My first close encounter with my own mortality occurred when I was 19, on my first ship in the Navy. I was just about two thirds of the way through a six month tour on the USS Stribling, DD-867. The Strib was an old gearing class Destroyer, a vintage WWII leftover. You could tell she had once been a proud ship, but her better days were well behind her by the time I made her acquaintance.

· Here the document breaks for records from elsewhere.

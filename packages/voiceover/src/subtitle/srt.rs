//! SubRip parsing.

use voiceover_domain::Cue;

use super::{SubtitleError, parse_clock};

pub(super) fn parse(text: &str) -> Result<Vec<Cue>, SubtitleError> {
    let mut cues = Vec::new();
    let mut block: Vec<(usize, &str)> = Vec::new();

    for (idx, raw) in text.lines().enumerate() {
        let line = raw.trim_end_matches('\r');
        if line.trim().is_empty() {
            if !block.is_empty() {
                cues.push(parse_block(&block)?);
                block.clear();
            }
        } else {
            block.push((idx + 1, line));
        }
    }
    if !block.is_empty() {
        cues.push(parse_block(&block)?);
    }
    Ok(cues)
}

fn parse_block(block: &[(usize, &str)]) -> Result<Cue, SubtitleError> {
    let Some(pos) = block.iter().position(|(_, l)| l.contains("-->")) else {
        return Err(SubtitleError::parse(block[0].0, "cue block without a timing line"));
    };
    let (line_no, timing) = block[pos];
    let Some((start, end)) = timing.split_once("-->") else {
        return Err(SubtitleError::parse(line_no, "missing -->"));
    };
    let start = parse_clock(start, line_no)?;
    // Trailing position hints ("X1:... Y1:...") follow the end time.
    let end = end.split_whitespace().next().unwrap_or_default();
    let end = parse_clock(end, line_no)?;

    let lines: Vec<String> = block[pos + 1..]
        .iter()
        .map(|(_, l)| strip_markup(l).trim().to_owned())
        .filter(|l| !l.is_empty())
        .collect();
    Ok(Cue::from_lines(lines, start, end.saturating_sub(start)))
}

/// Drop `<...>` tags and `{...}` override blocks.
fn strip_markup(line: &str) -> String {
    let mut out = String::with_capacity(line.len());
    let mut closing = None;
    for c in line.chars() {
        match (closing, c) {
            (None, '<') => closing = Some('>'),
            (None, '{') => closing = Some('}'),
            (None, _) => out.push(c),
            (Some(end), _) if c == end => closing = None,
            (Some(_), _) => {}
        }
    }
    out
}
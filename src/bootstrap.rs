//! Wiring of concrete capabilities into a [`PipelineContext`]

use anyhow::{Context, Result};
use bridge_desktop::{EnvSecureStore, ReqwestHttpClient, TokioFileSystem};
use bridge_traits::storage::{FileSystemAccess, SecureStore};
use bridge_traits::time::SystemClock;
use core_pipeline::{LinearScale, PipelineContext};
use core_runtime::config::{PipelineConfig, SchedulerMode, WebDavSettings};
use core_runtime::events::{EventSeverity, EventStream, RecvError};
use core_runtime::logging::redact_if_sensitive;
use provider_webdav::NextcloudConnector;
use std::sync::Arc;
use std::time::Duration;
use tokio::task::JoinHandle;
use tracing::{error, info, warn};

use crate::cli::SecretSource;

/// Settings given on the command line, applied over the stored configuration
#[derive(Debug, Clone, Default, PartialEq, Eq)]
pub struct Overrides {
    pub threads_limit: Option<usize>,
    pub poll_interval: Option<Duration>,
    pub scheduler_mode: Option<SchedulerMode>,
}

pub fn secret_store(source: SecretSource) -> Arc<dyn SecureStore> {
    match source {
        SecretSource::Env => Arc::new(EnvSecureStore::new()),
        #[cfg(feature = "secure-store")]
        SecretSource::Keyring => Arc::new(bridge_desktop::KeyringSecureStore::new()),
    }
}

pub async fn load_config(secrets: &dyn SecureStore, overrides: &Overrides) -> Result<PipelineConfig> {
    let mut builder = PipelineConfig::load(secrets)
        .await
        .context("Failed to read pipeline settings")?;

    if let Some(limit) = overrides.threads_limit {
        builder = builder.threads_limit(limit);
    }
    if let Some(interval) = overrides.poll_interval {
        builder = builder.poll_interval(interval);
    }
    if let Some(mode) = overrides.scheduler_mode {
        builder = builder.scheduler_mode(mode);
    }

    builder.build().context("Invalid pipeline configuration")
}

/// Build the context used by every pipeline stage
pub async fn build_context(secrets: &dyn SecureStore, overrides: &Overrides) -> Result<PipelineContext> {
    let settings = WebDavSettings::load(secrets)
        .await
        .context("Failed to read WebDAV settings")?;
    info!(
        url = %settings.base_url,
        username = %settings.username,
        password = %redact_if_sensitive("password", &settings.password),
        "WebDAV settings loaded"
    );

    let config = load_config(secrets, overrides).await?;
    info!(
        raw = %config.raw_dir,
        unsorted = %config.unsorted_dir,
        root = %config.images_root_dir,
        threads = config.threads_limit,
        scheduler = %config.scheduler_mode,
        "Pipeline configured"
    );

    let http = Arc::new(ReqwestHttpClient::new().context("Failed to create HTTP client")?);
    let fs: Arc<dyn FileSystemAccess> = Arc::new(TokioFileSystem::new());
    let store = Arc::new(NextcloudConnector::new(http, fs.clone(), settings));
    let transform = Arc::new(LinearScale::new(config.scale_factor));

    Ok(PipelineContext::new(
        config,
        store,
        fs,
        transform,
        Arc::new(SystemClock),
    ))
}

/// Log warning and error events published on the bus until it closes
pub fn spawn_event_logger(ctx: &PipelineContext) -> JoinHandle<()> {
    let mut events = EventStream::new(ctx.events.subscribe())
        .filter(|event| event.severity() >= EventSeverity::Warning);

    tokio::spawn(async move {
        loop {
            match events.recv().await {
                Ok(event) if event.severity() == EventSeverity::Error => {
                    error!(event = ?event, "{}", event.description())
                }
                Ok(event) => warn!(event = ?event, "{}", event.description()),
                Err(RecvError::Lagged(skipped)) => warn!(skipped, "Event logger fell behind"),
                Err(RecvError::Closed) => break,
            }
        }
    })
}
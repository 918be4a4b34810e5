use thiserror::Error;

#[derive(Error, Debug)]
pub enum BridgeError {
    #[error("Bridge capability not available: {0}")]
    NotAvailable(String),

    #[error("Bridge operation failed: {0}")]
    OperationFailed(String),

    /// Transient loss of connectivity to a remote service.
    ///
    /// This is the only variant the retry wrapper treats as retryable.
    #[error("Connection lost: {0}")]
    ConnectionLost(String),

    #[error("Not found: {0}")]
    NotFound(String),

    #[error("Already exists: {0}")]
    AlreadyExists(String),

    #[error("{operation} gave up after {attempts} attempts: {message}")]
    RetriesExhausted {
        operation: String,
        attempts: u32,
        message: String,
    },

    #[error("IO error: {0}")]
    Io(#[from] std::io::Error),
}

impl BridgeError {
    pub fn is_connection_lost(&self) -> bool {
        matches!(self, BridgeError::ConnectionLost(_))
    }

    pub fn is_not_found(&self) -> bool {
        matches!(self, BridgeError::NotFound(_))
    }
}

pub type Result<T> = std::result::Result<T, BridgeError>;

She had just returned from an extended cruise when I boarded her the previous November. I can’t remember if they’d been to the Mediterranean, the Red Sea, or both. I heard a lot of sea stories, that’s for sure. I also kept hearing we were going to be heading back out to sea in a few weeks, but that cruise never happened, during the six months I was aboard. It was very frustrating. The only place we ever sailed was up the St. John River to the Jacksonville shipyard’s dry dock, where they performed some repairs to the hull.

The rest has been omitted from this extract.